- The task -
Exactly how many lines below mention "every"? Answer with that number alone.

Stored items:
- - - - - - -
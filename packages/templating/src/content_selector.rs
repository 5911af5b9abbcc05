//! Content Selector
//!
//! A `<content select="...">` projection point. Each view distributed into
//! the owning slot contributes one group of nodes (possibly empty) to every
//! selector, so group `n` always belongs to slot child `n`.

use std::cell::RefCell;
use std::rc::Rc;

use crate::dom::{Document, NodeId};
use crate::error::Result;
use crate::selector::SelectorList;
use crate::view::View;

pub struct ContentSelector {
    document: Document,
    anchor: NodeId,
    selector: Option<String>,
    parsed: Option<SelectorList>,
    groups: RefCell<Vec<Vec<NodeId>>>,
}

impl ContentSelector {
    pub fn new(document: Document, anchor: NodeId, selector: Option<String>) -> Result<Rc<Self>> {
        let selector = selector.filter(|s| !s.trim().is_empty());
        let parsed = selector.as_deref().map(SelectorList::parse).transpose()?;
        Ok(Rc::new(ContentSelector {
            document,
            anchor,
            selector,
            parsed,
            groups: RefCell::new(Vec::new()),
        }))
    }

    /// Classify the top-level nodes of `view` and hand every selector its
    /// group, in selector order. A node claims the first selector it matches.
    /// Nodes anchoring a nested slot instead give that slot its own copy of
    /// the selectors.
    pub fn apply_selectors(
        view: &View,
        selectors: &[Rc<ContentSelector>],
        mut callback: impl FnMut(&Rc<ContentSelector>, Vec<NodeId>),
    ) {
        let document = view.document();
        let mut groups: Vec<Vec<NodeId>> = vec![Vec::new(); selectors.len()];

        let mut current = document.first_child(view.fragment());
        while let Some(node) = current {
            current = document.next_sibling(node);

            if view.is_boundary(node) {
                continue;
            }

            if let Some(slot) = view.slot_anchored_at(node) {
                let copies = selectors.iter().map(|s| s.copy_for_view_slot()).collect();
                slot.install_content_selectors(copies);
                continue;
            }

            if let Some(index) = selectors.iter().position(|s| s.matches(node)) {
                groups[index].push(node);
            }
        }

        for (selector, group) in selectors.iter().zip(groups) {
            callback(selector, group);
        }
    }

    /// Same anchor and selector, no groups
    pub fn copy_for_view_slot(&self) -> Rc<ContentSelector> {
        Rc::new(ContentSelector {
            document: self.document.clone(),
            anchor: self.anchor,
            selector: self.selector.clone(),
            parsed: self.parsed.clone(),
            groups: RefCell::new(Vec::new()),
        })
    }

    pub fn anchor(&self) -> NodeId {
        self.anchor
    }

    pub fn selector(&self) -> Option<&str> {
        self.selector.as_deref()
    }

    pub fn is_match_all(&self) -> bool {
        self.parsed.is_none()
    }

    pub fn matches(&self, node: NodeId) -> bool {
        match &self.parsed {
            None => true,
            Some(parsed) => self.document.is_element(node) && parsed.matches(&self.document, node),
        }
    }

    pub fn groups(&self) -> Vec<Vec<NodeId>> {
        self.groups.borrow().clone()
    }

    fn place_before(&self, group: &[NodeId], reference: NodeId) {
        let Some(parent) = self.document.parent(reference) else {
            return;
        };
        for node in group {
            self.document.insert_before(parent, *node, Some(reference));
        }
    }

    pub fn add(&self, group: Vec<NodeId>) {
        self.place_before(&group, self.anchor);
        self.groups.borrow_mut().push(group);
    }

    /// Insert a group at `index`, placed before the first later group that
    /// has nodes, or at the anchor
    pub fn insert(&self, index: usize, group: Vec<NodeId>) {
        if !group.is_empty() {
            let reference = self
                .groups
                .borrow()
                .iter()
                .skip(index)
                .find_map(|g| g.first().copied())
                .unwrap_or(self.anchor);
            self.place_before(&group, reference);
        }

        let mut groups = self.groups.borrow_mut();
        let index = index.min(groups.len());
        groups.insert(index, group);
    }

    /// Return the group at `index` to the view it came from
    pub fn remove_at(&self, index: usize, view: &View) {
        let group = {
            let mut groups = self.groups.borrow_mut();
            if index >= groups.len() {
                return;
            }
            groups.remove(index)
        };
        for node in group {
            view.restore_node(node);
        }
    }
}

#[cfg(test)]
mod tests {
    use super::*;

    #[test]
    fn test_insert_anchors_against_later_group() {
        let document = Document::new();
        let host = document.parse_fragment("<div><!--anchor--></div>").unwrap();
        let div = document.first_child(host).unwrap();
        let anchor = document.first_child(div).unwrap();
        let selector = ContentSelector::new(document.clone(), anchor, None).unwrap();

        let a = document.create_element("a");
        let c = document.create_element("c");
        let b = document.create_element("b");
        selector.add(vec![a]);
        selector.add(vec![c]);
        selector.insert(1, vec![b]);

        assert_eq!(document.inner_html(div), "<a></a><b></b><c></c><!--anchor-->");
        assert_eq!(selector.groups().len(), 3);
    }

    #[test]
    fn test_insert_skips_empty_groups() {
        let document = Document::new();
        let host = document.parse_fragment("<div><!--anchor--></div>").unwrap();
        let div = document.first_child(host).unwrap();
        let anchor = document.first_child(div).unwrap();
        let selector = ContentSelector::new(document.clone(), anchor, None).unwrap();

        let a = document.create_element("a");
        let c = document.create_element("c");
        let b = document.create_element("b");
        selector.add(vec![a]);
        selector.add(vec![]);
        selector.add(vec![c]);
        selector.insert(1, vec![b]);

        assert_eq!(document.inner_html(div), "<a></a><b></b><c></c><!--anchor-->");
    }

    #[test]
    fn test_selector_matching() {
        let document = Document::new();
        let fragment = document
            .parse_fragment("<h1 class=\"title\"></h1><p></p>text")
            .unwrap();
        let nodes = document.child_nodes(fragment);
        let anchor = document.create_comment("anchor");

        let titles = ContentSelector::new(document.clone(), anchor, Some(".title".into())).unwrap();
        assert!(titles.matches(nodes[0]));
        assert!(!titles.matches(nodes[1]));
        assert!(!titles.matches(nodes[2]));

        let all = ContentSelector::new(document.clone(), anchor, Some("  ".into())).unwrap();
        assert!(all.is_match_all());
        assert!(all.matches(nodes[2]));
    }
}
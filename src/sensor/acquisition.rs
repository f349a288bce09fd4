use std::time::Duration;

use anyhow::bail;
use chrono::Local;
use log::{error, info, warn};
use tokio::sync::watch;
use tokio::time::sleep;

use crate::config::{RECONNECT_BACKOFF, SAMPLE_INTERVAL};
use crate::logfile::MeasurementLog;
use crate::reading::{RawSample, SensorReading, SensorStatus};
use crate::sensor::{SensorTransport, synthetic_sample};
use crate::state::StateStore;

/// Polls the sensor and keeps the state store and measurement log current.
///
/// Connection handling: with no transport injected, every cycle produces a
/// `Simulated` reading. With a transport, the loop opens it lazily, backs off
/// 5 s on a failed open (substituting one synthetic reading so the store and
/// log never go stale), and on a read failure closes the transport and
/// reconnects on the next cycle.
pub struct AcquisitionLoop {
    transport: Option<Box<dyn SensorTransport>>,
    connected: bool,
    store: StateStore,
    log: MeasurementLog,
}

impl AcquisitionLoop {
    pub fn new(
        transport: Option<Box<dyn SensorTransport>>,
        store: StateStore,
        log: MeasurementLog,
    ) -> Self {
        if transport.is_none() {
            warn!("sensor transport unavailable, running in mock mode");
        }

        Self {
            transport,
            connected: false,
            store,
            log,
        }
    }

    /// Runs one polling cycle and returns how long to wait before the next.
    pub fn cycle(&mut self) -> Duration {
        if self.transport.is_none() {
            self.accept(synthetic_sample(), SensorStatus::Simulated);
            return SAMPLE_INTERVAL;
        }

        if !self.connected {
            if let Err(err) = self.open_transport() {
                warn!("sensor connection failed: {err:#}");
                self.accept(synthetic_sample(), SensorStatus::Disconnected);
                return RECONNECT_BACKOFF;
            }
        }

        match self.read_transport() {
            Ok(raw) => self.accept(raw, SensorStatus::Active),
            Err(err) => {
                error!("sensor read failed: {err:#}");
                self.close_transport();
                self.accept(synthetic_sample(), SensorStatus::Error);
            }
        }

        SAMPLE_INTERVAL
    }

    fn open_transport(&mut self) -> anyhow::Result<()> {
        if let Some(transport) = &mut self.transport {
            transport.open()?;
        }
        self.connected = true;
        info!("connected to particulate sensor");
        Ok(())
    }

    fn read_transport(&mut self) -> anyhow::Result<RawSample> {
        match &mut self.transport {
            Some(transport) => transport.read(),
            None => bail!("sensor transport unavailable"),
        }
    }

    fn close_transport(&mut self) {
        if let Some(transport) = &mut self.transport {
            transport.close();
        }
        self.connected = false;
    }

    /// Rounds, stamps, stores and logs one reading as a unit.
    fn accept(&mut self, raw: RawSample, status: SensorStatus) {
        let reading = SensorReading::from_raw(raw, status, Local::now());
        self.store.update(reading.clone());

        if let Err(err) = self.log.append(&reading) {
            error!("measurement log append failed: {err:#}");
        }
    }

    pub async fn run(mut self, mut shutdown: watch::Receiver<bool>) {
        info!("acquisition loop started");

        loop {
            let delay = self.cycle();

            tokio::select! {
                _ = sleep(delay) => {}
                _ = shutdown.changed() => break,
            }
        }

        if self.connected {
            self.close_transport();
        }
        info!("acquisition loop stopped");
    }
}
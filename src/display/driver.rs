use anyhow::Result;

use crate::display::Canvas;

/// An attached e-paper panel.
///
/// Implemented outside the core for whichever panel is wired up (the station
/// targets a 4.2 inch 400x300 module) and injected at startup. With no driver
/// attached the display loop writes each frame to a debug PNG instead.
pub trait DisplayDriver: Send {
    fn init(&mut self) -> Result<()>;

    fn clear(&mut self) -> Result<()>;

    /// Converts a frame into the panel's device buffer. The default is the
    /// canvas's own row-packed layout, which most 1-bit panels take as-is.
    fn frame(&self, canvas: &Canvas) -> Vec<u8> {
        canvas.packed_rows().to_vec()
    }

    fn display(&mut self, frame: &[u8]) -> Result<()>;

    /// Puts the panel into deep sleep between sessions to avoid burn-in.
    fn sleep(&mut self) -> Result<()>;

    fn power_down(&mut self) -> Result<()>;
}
- - - - - - -
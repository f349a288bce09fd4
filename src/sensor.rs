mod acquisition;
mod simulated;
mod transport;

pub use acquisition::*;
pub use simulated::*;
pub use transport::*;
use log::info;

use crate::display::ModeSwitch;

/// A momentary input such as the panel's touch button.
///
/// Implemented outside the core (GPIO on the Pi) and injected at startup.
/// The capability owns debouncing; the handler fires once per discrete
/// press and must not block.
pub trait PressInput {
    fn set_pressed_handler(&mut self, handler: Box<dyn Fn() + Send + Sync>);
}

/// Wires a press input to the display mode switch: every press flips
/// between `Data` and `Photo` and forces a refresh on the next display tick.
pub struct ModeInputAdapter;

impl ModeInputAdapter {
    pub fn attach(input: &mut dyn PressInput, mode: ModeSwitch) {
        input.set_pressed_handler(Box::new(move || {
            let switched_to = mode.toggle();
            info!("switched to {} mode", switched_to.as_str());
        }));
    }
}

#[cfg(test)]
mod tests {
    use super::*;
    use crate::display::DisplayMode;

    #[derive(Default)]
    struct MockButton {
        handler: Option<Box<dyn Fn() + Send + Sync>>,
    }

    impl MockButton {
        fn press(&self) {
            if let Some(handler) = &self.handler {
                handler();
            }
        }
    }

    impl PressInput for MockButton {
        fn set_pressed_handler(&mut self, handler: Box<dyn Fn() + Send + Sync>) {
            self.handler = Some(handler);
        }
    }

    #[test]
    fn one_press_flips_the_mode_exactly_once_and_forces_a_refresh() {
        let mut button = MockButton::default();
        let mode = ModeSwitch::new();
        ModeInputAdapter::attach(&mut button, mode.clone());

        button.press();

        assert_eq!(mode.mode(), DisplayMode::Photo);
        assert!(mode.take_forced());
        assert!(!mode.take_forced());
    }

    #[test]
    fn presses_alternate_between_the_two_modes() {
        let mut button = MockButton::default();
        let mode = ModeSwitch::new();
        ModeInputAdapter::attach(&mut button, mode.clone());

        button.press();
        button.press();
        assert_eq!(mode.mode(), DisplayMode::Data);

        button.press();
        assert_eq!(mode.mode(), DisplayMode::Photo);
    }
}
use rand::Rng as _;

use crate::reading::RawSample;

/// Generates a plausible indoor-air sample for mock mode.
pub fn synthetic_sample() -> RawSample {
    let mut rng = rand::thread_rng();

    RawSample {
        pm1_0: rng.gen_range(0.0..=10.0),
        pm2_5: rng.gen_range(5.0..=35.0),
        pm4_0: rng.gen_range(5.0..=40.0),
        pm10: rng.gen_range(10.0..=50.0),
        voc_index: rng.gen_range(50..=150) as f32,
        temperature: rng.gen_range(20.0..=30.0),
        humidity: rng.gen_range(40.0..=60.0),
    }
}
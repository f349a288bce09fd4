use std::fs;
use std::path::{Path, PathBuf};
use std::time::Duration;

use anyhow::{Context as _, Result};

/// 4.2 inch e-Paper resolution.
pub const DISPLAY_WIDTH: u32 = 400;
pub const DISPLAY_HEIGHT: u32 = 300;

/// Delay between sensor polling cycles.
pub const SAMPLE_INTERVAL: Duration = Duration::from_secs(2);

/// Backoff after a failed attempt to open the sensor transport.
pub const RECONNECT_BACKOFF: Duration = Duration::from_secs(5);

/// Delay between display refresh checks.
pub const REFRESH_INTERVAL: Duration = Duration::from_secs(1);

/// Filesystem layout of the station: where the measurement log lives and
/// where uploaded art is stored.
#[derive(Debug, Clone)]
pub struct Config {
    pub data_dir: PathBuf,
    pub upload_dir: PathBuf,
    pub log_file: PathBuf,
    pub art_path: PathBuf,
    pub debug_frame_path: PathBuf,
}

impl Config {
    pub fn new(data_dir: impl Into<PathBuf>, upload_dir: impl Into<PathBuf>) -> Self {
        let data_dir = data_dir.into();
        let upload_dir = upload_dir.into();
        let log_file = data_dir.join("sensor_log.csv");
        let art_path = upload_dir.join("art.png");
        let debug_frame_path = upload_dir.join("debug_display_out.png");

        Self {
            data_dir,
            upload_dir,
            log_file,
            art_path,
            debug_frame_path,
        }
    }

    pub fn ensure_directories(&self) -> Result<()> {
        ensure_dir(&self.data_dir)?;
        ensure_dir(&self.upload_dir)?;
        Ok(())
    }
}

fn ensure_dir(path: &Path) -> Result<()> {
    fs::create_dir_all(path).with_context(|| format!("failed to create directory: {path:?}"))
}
- - - - - - -
- Exercise output -
4